- _Work to be completed_:
Across all entries below, how many lines include "budget"? Answer with the number alone.

- _Task input_:

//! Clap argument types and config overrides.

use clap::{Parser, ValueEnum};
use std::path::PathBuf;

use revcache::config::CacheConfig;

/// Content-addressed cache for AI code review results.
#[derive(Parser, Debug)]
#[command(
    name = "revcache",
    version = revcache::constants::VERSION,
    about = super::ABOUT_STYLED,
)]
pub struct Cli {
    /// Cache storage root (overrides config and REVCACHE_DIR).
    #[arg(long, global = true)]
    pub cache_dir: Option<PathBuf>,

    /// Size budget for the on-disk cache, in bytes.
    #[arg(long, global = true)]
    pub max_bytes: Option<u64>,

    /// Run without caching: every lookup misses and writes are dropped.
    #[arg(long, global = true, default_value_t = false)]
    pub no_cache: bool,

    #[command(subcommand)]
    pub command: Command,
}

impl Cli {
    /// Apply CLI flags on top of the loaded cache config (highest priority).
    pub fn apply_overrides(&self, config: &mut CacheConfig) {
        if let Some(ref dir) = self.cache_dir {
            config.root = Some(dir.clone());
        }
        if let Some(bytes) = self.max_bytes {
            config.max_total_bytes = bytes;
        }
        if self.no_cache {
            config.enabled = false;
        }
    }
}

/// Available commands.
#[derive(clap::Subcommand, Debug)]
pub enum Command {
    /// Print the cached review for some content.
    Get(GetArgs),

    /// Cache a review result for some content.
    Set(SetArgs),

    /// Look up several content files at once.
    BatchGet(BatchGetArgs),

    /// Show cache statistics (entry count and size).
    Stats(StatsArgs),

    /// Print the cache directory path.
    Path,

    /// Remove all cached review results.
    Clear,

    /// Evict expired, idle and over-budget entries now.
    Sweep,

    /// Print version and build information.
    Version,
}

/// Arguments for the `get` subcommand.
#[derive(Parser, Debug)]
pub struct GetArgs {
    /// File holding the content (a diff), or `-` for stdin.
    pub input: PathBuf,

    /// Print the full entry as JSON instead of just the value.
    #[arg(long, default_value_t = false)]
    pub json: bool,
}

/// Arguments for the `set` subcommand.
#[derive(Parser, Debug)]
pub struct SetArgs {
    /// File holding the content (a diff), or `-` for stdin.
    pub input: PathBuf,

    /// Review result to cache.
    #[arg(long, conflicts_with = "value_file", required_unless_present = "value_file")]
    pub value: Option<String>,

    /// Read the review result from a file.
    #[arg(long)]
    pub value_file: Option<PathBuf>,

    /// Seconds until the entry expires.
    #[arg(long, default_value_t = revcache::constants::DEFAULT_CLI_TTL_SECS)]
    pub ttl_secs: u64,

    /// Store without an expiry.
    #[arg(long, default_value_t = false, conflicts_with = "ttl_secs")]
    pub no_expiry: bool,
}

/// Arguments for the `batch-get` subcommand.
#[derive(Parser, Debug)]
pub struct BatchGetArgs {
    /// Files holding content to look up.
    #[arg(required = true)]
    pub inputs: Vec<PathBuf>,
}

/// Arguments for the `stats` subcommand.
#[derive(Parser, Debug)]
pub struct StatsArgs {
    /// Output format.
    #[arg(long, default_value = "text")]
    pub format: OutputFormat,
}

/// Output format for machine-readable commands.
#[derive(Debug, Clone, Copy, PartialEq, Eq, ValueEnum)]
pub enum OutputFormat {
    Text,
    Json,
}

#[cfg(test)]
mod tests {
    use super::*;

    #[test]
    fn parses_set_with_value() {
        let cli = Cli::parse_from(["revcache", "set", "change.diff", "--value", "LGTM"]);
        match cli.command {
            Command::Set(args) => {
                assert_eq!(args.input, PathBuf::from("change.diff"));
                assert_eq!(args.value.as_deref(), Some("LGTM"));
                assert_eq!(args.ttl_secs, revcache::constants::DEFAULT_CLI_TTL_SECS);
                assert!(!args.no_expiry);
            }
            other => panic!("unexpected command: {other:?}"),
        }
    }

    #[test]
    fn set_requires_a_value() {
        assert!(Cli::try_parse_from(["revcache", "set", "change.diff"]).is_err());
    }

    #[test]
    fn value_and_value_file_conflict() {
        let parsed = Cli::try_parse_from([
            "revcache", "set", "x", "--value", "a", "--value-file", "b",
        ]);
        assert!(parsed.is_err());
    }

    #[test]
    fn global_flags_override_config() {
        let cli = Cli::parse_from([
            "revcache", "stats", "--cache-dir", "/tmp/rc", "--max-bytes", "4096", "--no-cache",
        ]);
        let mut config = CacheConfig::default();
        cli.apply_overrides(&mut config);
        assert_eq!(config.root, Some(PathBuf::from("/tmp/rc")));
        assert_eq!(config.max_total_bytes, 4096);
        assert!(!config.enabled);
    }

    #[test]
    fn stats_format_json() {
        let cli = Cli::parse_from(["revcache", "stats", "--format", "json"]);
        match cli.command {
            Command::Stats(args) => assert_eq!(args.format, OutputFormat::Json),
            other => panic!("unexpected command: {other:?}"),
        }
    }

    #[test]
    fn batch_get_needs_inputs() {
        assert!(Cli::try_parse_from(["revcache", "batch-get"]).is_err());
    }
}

...

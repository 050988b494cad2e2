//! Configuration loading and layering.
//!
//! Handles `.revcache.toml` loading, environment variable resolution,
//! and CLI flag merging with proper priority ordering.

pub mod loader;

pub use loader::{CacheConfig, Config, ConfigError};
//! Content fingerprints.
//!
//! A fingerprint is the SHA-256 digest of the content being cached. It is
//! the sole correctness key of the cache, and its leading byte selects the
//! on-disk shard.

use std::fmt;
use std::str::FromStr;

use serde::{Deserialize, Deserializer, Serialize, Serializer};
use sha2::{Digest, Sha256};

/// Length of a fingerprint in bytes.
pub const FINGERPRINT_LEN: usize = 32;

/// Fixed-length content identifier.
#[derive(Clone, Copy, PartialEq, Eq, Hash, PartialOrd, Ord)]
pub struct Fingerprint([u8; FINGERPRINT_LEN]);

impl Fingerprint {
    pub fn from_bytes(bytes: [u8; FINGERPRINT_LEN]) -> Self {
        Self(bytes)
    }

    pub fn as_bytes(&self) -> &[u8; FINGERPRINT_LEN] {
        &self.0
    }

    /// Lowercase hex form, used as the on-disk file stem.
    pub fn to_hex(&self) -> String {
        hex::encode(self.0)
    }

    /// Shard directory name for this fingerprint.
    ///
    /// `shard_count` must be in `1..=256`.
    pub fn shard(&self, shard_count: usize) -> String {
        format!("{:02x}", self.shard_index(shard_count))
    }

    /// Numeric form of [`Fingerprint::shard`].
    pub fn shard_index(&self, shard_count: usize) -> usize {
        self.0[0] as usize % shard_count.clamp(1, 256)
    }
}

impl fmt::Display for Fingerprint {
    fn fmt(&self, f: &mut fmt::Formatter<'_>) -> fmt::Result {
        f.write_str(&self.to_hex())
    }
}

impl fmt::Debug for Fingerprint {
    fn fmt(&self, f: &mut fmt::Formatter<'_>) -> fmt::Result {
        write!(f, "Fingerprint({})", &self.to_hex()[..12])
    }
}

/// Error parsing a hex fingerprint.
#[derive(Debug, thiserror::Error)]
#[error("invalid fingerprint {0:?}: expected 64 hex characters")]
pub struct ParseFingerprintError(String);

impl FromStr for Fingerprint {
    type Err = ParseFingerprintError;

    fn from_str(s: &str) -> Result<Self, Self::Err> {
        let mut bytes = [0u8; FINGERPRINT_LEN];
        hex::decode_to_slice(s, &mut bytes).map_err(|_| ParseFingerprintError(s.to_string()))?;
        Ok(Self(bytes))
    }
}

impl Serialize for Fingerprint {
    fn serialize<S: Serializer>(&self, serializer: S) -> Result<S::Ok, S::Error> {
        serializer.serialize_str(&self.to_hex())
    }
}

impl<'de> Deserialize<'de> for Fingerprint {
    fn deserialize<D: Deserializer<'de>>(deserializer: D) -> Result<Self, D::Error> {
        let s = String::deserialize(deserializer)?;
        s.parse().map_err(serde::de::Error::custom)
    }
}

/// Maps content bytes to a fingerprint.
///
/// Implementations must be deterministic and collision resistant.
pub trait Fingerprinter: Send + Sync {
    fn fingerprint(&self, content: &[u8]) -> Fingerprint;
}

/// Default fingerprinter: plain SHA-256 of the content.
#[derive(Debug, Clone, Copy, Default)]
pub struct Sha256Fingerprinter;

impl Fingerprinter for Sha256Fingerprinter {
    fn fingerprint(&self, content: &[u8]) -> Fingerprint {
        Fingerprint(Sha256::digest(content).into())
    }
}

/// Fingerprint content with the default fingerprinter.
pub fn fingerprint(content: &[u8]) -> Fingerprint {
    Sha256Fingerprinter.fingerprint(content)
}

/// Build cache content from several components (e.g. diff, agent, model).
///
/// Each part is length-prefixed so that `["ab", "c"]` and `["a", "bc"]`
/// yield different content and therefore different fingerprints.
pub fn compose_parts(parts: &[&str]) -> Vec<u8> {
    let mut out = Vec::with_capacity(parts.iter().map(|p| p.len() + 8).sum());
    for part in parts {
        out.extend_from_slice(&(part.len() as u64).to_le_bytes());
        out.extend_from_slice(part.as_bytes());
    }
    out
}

- _Written response_:
2